Recorded data:
//! The aggregation orchestrator.

use std::collections::HashMap;
use std::fmt;
use std::sync::Arc;
use std::time::{Duration, Instant};

use tokio::task::{Id, JoinSet};
use tracing::{debug, info, warn};
use uuid::Uuid;

use crate::adapter::{AdapterError, AdapterHandle, AdapterMetadata, ReleaseRecord, SearchRequest};
use crate::config::AggregatorConfig;
use crate::metrics;
use crate::predicate::Predicate;
use crate::strategy::StrategyProvider;

use super::ranking::{deduplicate, paginate, rank};
use super::types::{
    AdapterReport, AdapterStatus, AggregateError, AggregateNotice, AggregateResult,
};

/// Name of the default view covering every configured adapter.
pub const ALL_VIEW: &str = "all";

type OperationOutput = (usize, Result<Vec<ReleaseRecord>, AdapterError>);

/// One launched query: which adapter, and how it ended.
struct Slot {
    adapter: usize,
    fallback: bool,
    outcome: Option<Result<Vec<ReleaseRecord>, String>>,
}

/// Fans a request out to a set of adapters and merges the results.
///
/// Holds only configuration; every call builds its own strategies and task
/// set, so one aggregator can serve concurrent calls.
pub struct Aggregator {
    name: String,
    predicate: Option<Predicate>,
    strategies: Arc<dyn StrategyProvider>,
    deadline: Duration,
    resolver_timeout: Duration,
    require_adapters: bool,
}

impl Aggregator {
    /// Create an aggregator for the `all` view with default settings.
    pub fn new(strategies: Arc<dyn StrategyProvider>) -> Self {
        Self::from_config(&AggregatorConfig::default(), strategies)
    }

    /// Create an aggregator from configuration.
    ///
    /// The config's filter expression is not parsed here; see
    /// [`AggregateViews`](super::AggregateViews).
    pub fn from_config(config: &AggregatorConfig, strategies: Arc<dyn StrategyProvider>) -> Self {
        Self {
            name: ALL_VIEW.to_string(),
            predicate: None,
            strategies,
            deadline: config.deadline(),
            resolver_timeout: config.resolver_timeout(),
            require_adapters: config.require_adapters,
        }
    }

    pub fn with_name(mut self, name: impl Into<String>) -> Self {
        self.name = name.into();
        self
    }

    /// Only adapters matching `predicate` take part.
    pub fn with_predicate(mut self, predicate: Predicate) -> Self {
        self.predicate = Some(predicate);
        self
    }

    /// Joint deadline for all operations of one call.
    pub fn with_deadline(mut self, deadline: Duration) -> Self {
        self.deadline = deadline;
        self
    }

    /// Upper bound for title resolution. The joint deadline bounds it further.
    pub fn with_resolver_timeout(mut self, timeout: Duration) -> Self {
        self.resolver_timeout = timeout;
        self
    }

    /// Fail with `NoAdaptersConfigured` instead of returning an empty result.
    pub fn with_require_adapters(mut self, require: bool) -> Self {
        self.require_adapters = require;
        self
    }

    pub fn name(&self) -> &str {
        &self.name
    }

    pub fn deadline(&self) -> Duration {
        self.deadline
    }

    /// The configured adapters this view selects.
    pub fn active_adapters(&self, adapters: &[Arc<dyn AdapterHandle>]) -> Vec<Arc<dyn AdapterHandle>> {
        adapters
            .iter()
            .filter(|a| self.selects(&a.metadata()))
            .cloned()
            .collect()
    }

    fn selects(&self, metadata: &AdapterMetadata) -> bool {
        metadata.configured
            && self
                .predicate
                .as_ref()
                .map(|p| p.matches(metadata))
                .unwrap_or(true)
    }

    /// Run one aggregate search.
    ///
    /// Only fails when no adapter is selected and the aggregator requires
    /// one. Adapter errors, timeouts and resolver failures degrade the
    /// result and are reported in it.
    pub async fn aggregate(
        &self,
        request: &SearchRequest,
        adapters: &[Arc<dyn AdapterHandle>],
    ) -> Result<AggregateResult, AggregateError> {
        let id = Uuid::new_v4();
        let start = Instant::now();

        let mut reports: Vec<AdapterReport> = Vec::with_capacity(adapters.len());
        let mut active: Vec<usize> = Vec::new();
        for (index, adapter) in adapters.iter().enumerate() {
            let metadata = adapter.metadata();
            if self.selects(&metadata) {
                active.push(index);
            }
            reports.push(AdapterReport::not_attempted(metadata.id));
        }

        if active.is_empty() {
            if self.require_adapters {
                metrics::AGGREGATES_TOTAL
                    .with_label_values(&[self.name.as_str(), "no_adapters"])
                    .inc();
                warn!(aggregate_id = %id, view = %self.name, "No adapters selected");
                return Err(AggregateError::NoAdaptersConfigured(self.name.clone()));
            }
            debug!(aggregate_id = %id, view = %self.name, "No adapters selected, empty result");
        }

        let strategies = self.strategies.strategies_for(request);
        let mut notices = Vec::new();
        let mut slots: Vec<Slot> = Vec::new();
        let mut tasks: JoinSet<OperationOutput> = JoinSet::new();
        let mut task_slots: HashMap<Id, usize> = HashMap::new();

        // Primary dispatch
        let dispatch_start = tokio::time::Instant::now();
        let deadline = dispatch_start + self.deadline;
        let mut unable: Vec<usize> = Vec::new();
        for &index in &active {
            if adapters[index].can_handle(request) {
                launch(
                    &mut tasks,
                    &mut task_slots,
                    &mut slots,
                    index,
                    Arc::clone(&adapters[index]),
                    request.clone(),
                    false,
                );
            } else {
                unable.push(index);
            }
        }

        // Title resolution overlaps the queries and ends by the deadline
        let prefetch = strategies
            .filter
            .prefetch(self.resolver_timeout.min(self.deadline));

        // Fallback dispatch, only for adapters that can't serve the original
        if !unable.is_empty() {
            for strategy in &strategies.fallbacks {
                let budget = deadline
                    .saturating_duration_since(tokio::time::Instant::now())
                    .min(self.resolver_timeout);
                match strategy.fallback_queries(budget).await {
                    Ok(derived) => {
                        for derived_request in derived {
                            for &index in &unable {
                                if adapters[index].can_handle(&derived_request) {
                                    launch(
                                        &mut tasks,
                                        &mut task_slots,
                                        &mut slots,
                                        index,
                                        Arc::clone(&adapters[index]),
                                        derived_request.clone(),
                                        true,
                                    );
                                }
                            }
                        }
                    }
                    Err(e) => {
                        warn!(aggregate_id = %id, error = %e, "Fallback unavailable");
                        notices.push(AggregateNotice::FallbackUnavailable {
                            reason: e.to_string(),
                        });
                    }
                }
            }
        }

        let fallback_queries = slots.iter().filter(|s| s.fallback).count();
        metrics::FALLBACK_QUERIES.inc_by(fallback_queries as u64);
        debug!(
            aggregate_id = %id,
            view = %self.name,
            operations = slots.len(),
            fallback_queries,
            "Dispatched aggregate search"
        );

        // Joint deadline
        loop {
            match tokio::time::timeout_at(deadline, tasks.join_next_with_id()).await {
                Ok(Some(Ok((task_id, (slot, result))))) => {
                    task_slots.remove(&task_id);
                    slots[slot].outcome = Some(result.map_err(|e| e.to_string()));
                }
                Ok(Some(Err(join_error))) => {
                    if let Some(slot) = task_slots.remove(&join_error.id()) {
                        slots[slot].outcome = Some(Err(format!("Adapter task failed: {}", join_error)));
                    }
                }
                Ok(None) => break,
                Err(_) => {
                    debug!(
                        aggregate_id = %id,
                        outstanding = tasks.len(),
                        "Deadline reached, abandoning outstanding operations"
                    );
                    tasks.abort_all();
                    break;
                }
            }
        }

        // Merge in launch order
        let mut merged: Vec<ReleaseRecord> = Vec::new();
        for slot in slots {
            let report = &mut reports[slot.adapter];
            report.operations += 1;
            let (status, error) = match slot.outcome {
                Some(Ok(records)) => {
                    report.count += records.len();
                    merged.extend(records);
                    (AdapterStatus::Ok, None)
                }
                Some(Err(e)) => {
                    warn!(aggregate_id = %id, adapter = %report.adapter, error = %e, "Adapter query failed");
                    (AdapterStatus::Error, Some(e))
                }
                None => {
                    warn!(aggregate_id = %id, adapter = %report.adapter, "Adapter query timed out");
                    (
                        AdapterStatus::Timeout,
                        Some(format!("No response within {} ms", self.deadline.as_millis())),
                    )
                }
            };
            metrics::ADAPTER_QUERIES
                .with_label_values(&[report.adapter.as_str(), status.as_str()])
                .inc();
            fold_status(report, status, error);
        }

        // Filter against the original request
        let budget = deadline
            .saturating_duration_since(tokio::time::Instant::now())
            .min(self.resolver_timeout);
        let filtered = strategies.filter.filter_results(merged, budget).await;
        if let Some(handle) = prefetch {
            handle.abort();
        }
        if let Some(e) = filtered.degraded {
            notices.push(AggregateNotice::FilterDegraded {
                reason: e.to_string(),
            });
        }
        metrics::RECORDS_FILTERED.inc_by(filtered.removed as u64);

        let mut records = deduplicate(filtered.records);
        rank(&mut records);
        let records = paginate(records, request.offset, request.limit);

        let duration = start.elapsed();
        metrics::AGGREGATES_TOTAL
            .with_label_values(&[self.name.as_str(), "ok"])
            .inc();
        metrics::AGGREGATE_DURATION
            .with_label_values(&[self.name.as_str()])
            .observe(duration.as_secs_f64());
        metrics::AGGREGATE_RESULTS.observe(records.len() as f64);

        info!(
            aggregate_id = %id,
            view = %self.name,
            results = records.len(),
            filtered_out = filtered.removed,
            duration_ms = duration.as_millis() as u64,
            "Aggregate search complete"
        );

        Ok(AggregateResult {
            id,
            view: self.name.clone(),
            records,
            adapters: reports,
            notices,
            fallback_queries,
            filtered_out: filtered.removed,
            duration_ms: duration.as_millis() as u64,
        })
    }
}
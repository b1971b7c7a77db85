//! Named aggregate views.

use std::sync::Arc;

use tracing::{debug, info};

use crate::adapter::{AdapterHandle, SearchRequest};
use crate::config::{validate_config, Config, ConfigError};
use crate::metrics;
use crate::predicate::KeywordRegistry;
use crate::strategy::StrategyProvider;

use super::runner::{Aggregator, ALL_VIEW};
use super::types::{AggregateError, AggregateResult};

/// The `all` view plus the named views from configuration.
///
/// Every view is an [`Aggregator`] with its own inclusion predicate, sharing
/// the aggregator settings and strategy provider.
#[derive(Debug)]
pub struct AggregateViews {
    views: Vec<Aggregator>,
}

impl AggregateViews {
    /// Build all views, parsing every filter expression up front.
    ///
    /// Fails on the first invalid configuration or filter expression.
    pub fn from_config(
        config: &Config,
        registry: &KeywordRegistry,
        strategies: Arc<dyn StrategyProvider>,
    ) -> Result<Self, ConfigError> {
        validate_config(config)?;

        let mut all = Aggregator::from_config(&config.aggregator, Arc::clone(&strategies));
        if let Some(filter) = &config.aggregator.filter {
            let predicate = registry
                .parse(filter)
                .map_err(|source| ConfigError::InvalidFilter {
                    view: ALL_VIEW.to_string(),
                    source,
                })?;
            all = all.with_predicate(predicate);
        }

        let mut views = vec![all];
        for view in &config.views {
            let name = view.name.trim();
            let predicate = registry
                .parse(&view.filter)
                .map_err(|source| ConfigError::InvalidFilter {
                    view: name.to_string(),
                    source,
                })?;
            debug!(view = %name, filter = %view.filter, "Configured aggregate view");
            views.push(
                Aggregator::from_config(&config.aggregator, Arc::clone(&strategies))
                    .with_name(name)
                    .with_predicate(predicate),
            );
        }

        info!(
            views = views.len(),
            strategies = strategies.name(),
            "Aggregate views ready"
        );
        Ok(Self { views })
    }

    /// Look up a view by name (case-insensitive).
    pub fn get(&self, name: &str) -> Option<&Aggregator> {
        let name = name.trim();
        self.views
            .iter()
            .find(|v| v.name().eq_ignore_ascii_case(name))
    }

    /// View names, `all` first, then in configuration order.
    pub fn names(&self) -> Vec<&str> {
        self.views.iter().map(|v| v.name()).collect()
    }

    /// Run an aggregate search on the named view.
    pub async fn aggregate(
        &self,
        view: &str,
        request: &SearchRequest,
        adapters: &[Arc<dyn AdapterHandle>],
    ) -> Result<AggregateResult, AggregateError> {
        match self.get(view) {
            Some(aggregator) => aggregator.aggregate(request, adapters).await,
            None => {
                metrics::AGGREGATES_TOTAL
                    .with_label_values(&[view, "unknown_view"])
                    .inc();
                Err(AggregateError::UnknownView(view.to_string()))
            }
        }
    }
}

#[cfg(test)]
mod tests {
    use super::*;
    use crate::adapter::AdapterMetadata;
    use crate::config::{load_config_from_str, AggregatorConfig, ViewConfig};
    use crate::predicate::PredicateError;
    use crate::strategy::DisabledStrategies;
    use crate::testing::{fixtures, MockAdapter};

    fn build(config: &Config) -> Result<AggregateViews, ConfigError> {
        AggregateViews::from_config(
            config,
            &KeywordRegistry::with_defaults(),
            Arc::new(DisabledStrategies),
        )
    }

    #[test]
    fn test_views_from_config() {
        let config = load_config_from_str(
            r#"
[aggregator]
deadline_ms = 1000

[[views]]
name = "english"
filter = "lang:en"

[[views]]
name = "private"
filter = "type:private"
"#,
        )
        .unwrap();

        let views = build(&config).unwrap();
        assert_eq!(views.names(), vec!["all", "english", "private"]);
        assert!(views.get("ENGLISH").is_some());
        assert!(views.get("missing").is_none());
    }

    #[test]
    fn test_invalid_filter_names_the_view() {
        let config = Config {
            aggregator: AggregatorConfig::default(),
            views: vec![ViewConfig {
                name: "broken".to_string(),
                filter: "colour:red".to_string(),
            }],
        };

        match build(&config) {
            Err(ConfigError::InvalidFilter { view, source }) => {
                assert_eq!(view, "broken");
                assert!(matches!(source, PredicateError::Malformed { .. }));
                assert!(source.to_string().contains("unknown keyword 'colour'"));
            }
            other => panic!("expected InvalidFilter, got {:?}", other),
        }
    }

    #[test]
    fn test_invalid_all_filter() {
        let config = Config {
            aggregator: AggregatorConfig {
                filter: Some("type:secret".to_string()),
                ..AggregatorConfig::default()
            },
            views: vec![],
        };
        assert!(matches!(
            build(&config),
            Err(ConfigError::InvalidFilter { view, .. }) if view == "all"
        ));
    }

    #[tokio::test]
    async fn test_aggregate_on_view() {
        let config = Config {
            aggregator: AggregatorConfig::default(),
            views: vec![ViewConfig {
                name: "private".to_string(),
                filter: "type:private".to_string(),
            }],
        };
        let views = build(&config).unwrap();

        let mut private = AdapterMetadata::new("private-one");
        private.kind = crate::adapter::AdapterKind::Private;
        let private = Arc::new(MockAdapter::with_metadata(private));
        private
            .set_results(vec![fixtures::release("P", "p", 1.0)])
            .await;
        let public = Arc::new(MockAdapter::new("public-one"));
        public
            .set_results(vec![fixtures::release("Q", "q", 2.0)])
            .await;
        let adapters: Vec<Arc<dyn AdapterHandle>> = vec![private, public];

        let request = SearchRequest::text("x");
        let result = views.aggregate("private", &request, &adapters).await.unwrap();
        assert_eq!(result.view, "private");
        assert_eq!(result.records.len(), 1);
        assert_eq!(result.records[0].title, "P");

        let result = views.aggregate("all", &request, &adapters).await.unwrap();
        assert_eq!(result.records.len(), 2);

        let err = views.aggregate("nope", &request, &adapters).await.unwrap_err();
        assert_eq!(err, AggregateError::UnknownView("nope".to_string()));
    }
}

→ **What you should do**
Search each line of the data above for "tracing", and copy the lines where it occurs.

→ **Written answer**
use tracing::{debug, info, warn};
use tracing::{debug, info};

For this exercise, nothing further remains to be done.